Directions for this task:
Which lines in the data below contain the word "that"? Pull each of them out.

Material for the task:
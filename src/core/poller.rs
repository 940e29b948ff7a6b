//! Periodic rate polling with latest-wins delivery.

use crate::core::currency::Currency;
use crate::core::rates::{FetchOutcome, RatesProvider, RatesSnapshot};
use anyhow::Result;
use futures::FutureExt;
use futures::future::BoxFuture;
use std::sync::Arc;
use std::time::Duration;
use tokio::sync::mpsc::UnboundedSender;
use tokio::task::JoinHandle;
use tokio::time::MissedTickBehavior;
use tracing::{debug, error, info, warn};

pub const DEFAULT_POLL_INTERVAL: Duration = Duration::from_millis(1000);

/// A fetch result tagged with the poll loop that produced it.
#[derive(Debug, Clone)]
pub struct PollResult {
    pub generation: u64,
    pub base: Currency,
    pub outcome: FetchOutcome,
}

/// A running poll loop. Dropping it cancels the loop.
pub struct Poller {
    generation: u64,
    handle: JoinHandle<()>,
}

impl Poller {
    /// Starts polling `base` every `interval`, the first fetch right away.
    ///
    /// A tick that fires while a fetch is still pending drops that fetch, so
    /// only the newest one can reach `sink`.
    pub fn spawn(
        provider: Arc<dyn RatesProvider>,
        base: Currency,
        interval: Duration,
        generation: u64,
        sink: UnboundedSender<PollResult>,
    ) -> Self {
        info!(%base, generation, ?interval, "Starting rate polling");
        let handle = tokio::spawn(poll_loop(provider, base, interval, generation, sink));
        Poller { generation, handle }
    }

    pub fn generation(&self) -> u64 {
        self.generation
    }

    pub fn cancel(&self) {
        debug!(generation = self.generation, "Cancelling rate polling");
        self.handle.abort();
    }

    pub fn is_finished(&self) -> bool {
        self.handle.is_finished()
    }

    /// Resolves once the poll task has ended on its own.
    pub async fn finished(&mut self) {
        if let Err(e) = (&mut self.handle).await {
            if e.is_panic() {
                error!(generation = self.generation, "Rate polling panicked");
            }
        }
    }
}

impl Drop for Poller {
    fn drop(&mut self) {
        self.handle.abort();
    }
}

type PendingFetch = BoxFuture<'static, Result<RatesSnapshot>>;

async fn poll_loop(
    provider: Arc<dyn RatesProvider>,
    base: Currency,
    interval: Duration,
    generation: u64,
    sink: UnboundedSender<PollResult>,
) {
    let mut ticker = tokio::time::interval(interval);
    ticker.set_missed_tick_behavior(MissedTickBehavior::Delay);
    let mut in_flight: Option<PendingFetch> = None;

    loop {
        tokio::select! {
            _ = ticker.tick() => {
                if in_flight.is_some() {
                    debug!(%base, "Dropping superseded fetch");
                }
                let provider = Arc::clone(&provider);
                let base = base.clone();
                in_flight = Some(async move { provider.fetch_rates(&base).await }.boxed());
            }
            result = resolve(&mut in_flight) => {
                in_flight = None;
                if let Err(e) = &result {
                    warn!(%base, error = %e, "Failed to fetch rates");
                }
                let delivered = sink.send(PollResult {
                    generation,
                    base: base.clone(),
                    outcome: result.into(),
                });
                if delivered.is_err() {
                    debug!(generation, "Rate consumer is gone, stopping");
                    return;
                }
            }
        }
    }
}

async fn resolve(in_flight: &mut Option<PendingFetch>) -> Result<RatesSnapshot> {
    match in_flight {
        Some(fetch) => fetch.await,
        None => std::future::pending().await,
    }
}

Your response:
/// A fetch result tagged with the poll loop that produced it.
    /// A tick that fires while a fetch is still pending drops that fetch, so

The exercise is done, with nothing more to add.